The wealthiest 25 percent of taxpayers take home 73.4 percent of all household income. Everyone else splits the remaining 26.6 percent.

The income gap has widened dramatically, fueled by gains at the top and declines in the middle. The bottom has stayed about even. It’s the middle class that’s losing ground.

It’s even worse for us in Missouri and Illinois. The typical household in each state saw its income fall by more than 3 percent last year, Tim Logan of the Post-Dispatch reported on Thursday.

The median household income in Missouri is $45,774, the lowest level since 1991. It rose gradually until 2000, but has been declining ever since.
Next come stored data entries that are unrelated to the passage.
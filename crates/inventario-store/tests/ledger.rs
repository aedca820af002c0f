//! Integration tests for the movement ledger through the gateway.

mod common;

use common::TestContext;
use inventario_store::{MovementKind, NewPurchase, PurchaseLine, StoreError, Value};

fn purchase(product_id: i64, unit_cost: f64, at: &str) -> NewPurchase {
    NewPurchase {
        supplier_id: None,
        invoice_number: Some(format!("F-{unit_cost}")),
        purchased_at: Some(at.to_string()),
        discount: 0.0,
        notes: None,
        lines: vec![PurchaseLine {
            product_id,
            quantity: 1.0,
            unit_cost,
            discount: 0.0,
        }],
    }
}

#[tokio::test]
async fn stock_follows_ledger() {
    let ctx = TestContext::new().await;
    let id = ctx.insert_product("ACE-1", "Aceite 1L", 4.0).await;

    let empty = ctx
        .gateway
        .current_stock(id)
        .await
        .unwrap_or_else(|err| panic!("current_stock: {err}"));
    assert!(empty.stock_actual.abs() < f64::EPSILON);
    assert!(empty.ultimo_movimiento.is_none());

    ctx.movement(id, MovementKind::Inbound, 10.0).await;
    ctx.movement(id, MovementKind::Outbound, 3.0).await;
    ctx.movement(id, MovementKind::Adjustment, -1.0).await;

    let level = ctx
        .gateway
        .current_stock(id)
        .await
        .unwrap_or_else(|err| panic!("current_stock: {err}"));
    assert!((level.stock_actual - 6.0).abs() < f64::EPSILON);
    assert!(level.ultimo_movimiento.is_some());
    assert_eq!(level.tipo_ultimo_movimiento, Some(MovementKind::Adjustment));
}

#[tokio::test]
async fn movement_for_missing_product_is_reference_error() {
    let ctx = TestContext::new().await;

    let result = ctx
        .gateway
        .execute(
            "INSERT INTO movimientos_inventario (producto_id, tipo_movimiento, cantidad)
             VALUES (?, 'entrada', 1)",
            vec![Value::Integer(404)],
        )
        .await;
    assert!(matches!(result, Err(StoreError::Reference(_))));

    let read = ctx.gateway.current_stock(404).await;
    assert!(matches!(read, Err(StoreError::Reference(_))));
}

#[tokio::test]
async fn internal_codes_are_unique_but_optional() {
    let ctx = TestContext::new().await;
    ctx.insert_product("DUP-1", "Primero", 1.0).await;

    let duplicate = ctx
        .gateway
        .execute(
            "INSERT INTO productos (codigo_interno, nombre) VALUES ('DUP-1', 'Segundo')",
            vec![],
        )
        .await;
    assert!(matches!(duplicate, Err(StoreError::Statement(_))));

    // Inactive products still hold their code
    ctx.gateway
        .execute("UPDATE productos SET activo = 0 WHERE codigo_interno = 'DUP-1'", vec![])
        .await
        .unwrap_or_else(|err| panic!("deactivate: {err}"));
    let still_duplicate = ctx
        .gateway
        .execute(
            "INSERT INTO productos (codigo_interno, nombre) VALUES ('DUP-1', 'Tercero')",
            vec![],
        )
        .await;
    assert!(still_duplicate.is_err());

    for name in ["Sin codigo A", "Sin codigo B"] {
        ctx.gateway
            .execute(
                "INSERT INTO productos (codigo_interno, nombre) VALUES (NULL, ?)",
                vec![Value::from(name)],
            )
            .await
            .unwrap_or_else(|err| panic!("NULL code insert failed: {err}"));
    }
    assert_eq!(ctx.count("productos").await, 3);
}

#[tokio::test]
async fn last_cost_prefers_latest_purchase() {
    let ctx = TestContext::new().await;
    let id = ctx.insert_product("CAF-1", "Cafe 500g", 3.0).await;

    let product_only = ctx
        .gateway
        .last_unit_cost(id)
        .await
        .unwrap_or_else(|err| panic!("last_unit_cost: {err}"));
    assert!((product_only - 3.0).abs() < f64::EPSILON);

    for (unit_cost, at) in [
        (5.0, "2026-01-10 10:00:00"),
        (7.0, "2026-01-12 10:00:00"),
        (6.0, "2026-01-11 10:00:00"),
    ] {
        ctx.gateway
            .record_purchase(purchase(id, unit_cost, at))
            .await
            .unwrap_or_else(|err| panic!("record_purchase: {err}"));
    }

    let latest = ctx
        .gateway
        .last_unit_cost(id)
        .await
        .unwrap_or_else(|err| panic!("last_unit_cost: {err}"));
    assert!((latest - 7.0).abs() < f64::EPSILON, "newest purchase date wins");

    // Same timestamp as the newest: the later row wins
    ctx.gateway
        .record_purchase(purchase(id, 8.0, "2026-01-12 10:00:00"))
        .await
        .unwrap_or_else(|err| panic!("record_purchase: {err}"));
    let tie = ctx
        .gateway
        .last_unit_cost(id)
        .await
        .unwrap_or_else(|err| panic!("last_unit_cost: {err}"));
    assert!((tie - 8.0).abs() < f64::EPSILON);

    let inventory = ctx
        .gateway
        .inventory()
        .await
        .unwrap_or_else(|err| panic!("inventory: {err}"));
    let item = inventory
        .iter()
        .find(|i| i.producto_id == id)
        .unwrap_or_else(|| panic!("product missing from inventory"));
    assert!((item.stock_actual - 4.0).abs() < f64::EPSILON);
    assert!((item.valor_total - 32.0).abs() < f64::EPSILON);
}

#[tokio::test]
async fn low_stock_uses_reorder_threshold() {
    let ctx = TestContext::new().await;
    let bajo = ctx.insert_product("BAJ-1", "Bajo", 1.0).await;
    let alto = ctx.insert_product("ALT-1", "Alto", 1.0).await;
    ctx.movement(bajo, MovementKind::Inbound, 5.0).await;
    ctx.movement(alto, MovementKind::Inbound, 50.0).await;

    let low = ctx
        .gateway
        .low_stock()
        .await
        .unwrap_or_else(|err| panic!("low_stock: {err}"));
    let ids: Vec<i64> = low.iter().map(|i| i.producto_id).collect();
    assert_eq!(ids, vec![bajo]);

    let history = ctx
        .gateway
        .movements(bajo, 10)
        .await
        .unwrap_or_else(|err| panic!("movements: {err}"));
    assert_eq!(history.len(), 1);
    assert_eq!(history[0].stock_nuevo, Some(5.0));
}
The loss of good-paying, middle-income jobs is largely responsible for the regional downturn, according to economists. Those jobs, mostly in the manufacturing sector, have been offshored or computerized or killed by the recession. Some have been restored, but at lower pay levels.

Consider the GM plant in Wentzville, Mo. The company is expected to add 1,200 jobs next year with a new assembly line, but the workers will be paid about $10 less per hour than the people who used to work on the line.

None of this has happened by accident. It is the product of 30 years of concerted effort to build a winner-take-more economy. Unions have been destroyed. The financial sector has become omnivorous. In the absence of a national industrial policy, the promise of globalization was not kept ― too few “knowledge economy” jobs came along to replace the manufacturing jobs that were lost.

The housing and tech bubbles disguised the damage for a while, but the recession revealed that the middle class had been hollowed out. This nation cannot prosper without a vital, vibrant middle class. The first place to start rebuilding is to define it correctly. And it’s not $250,000 a year.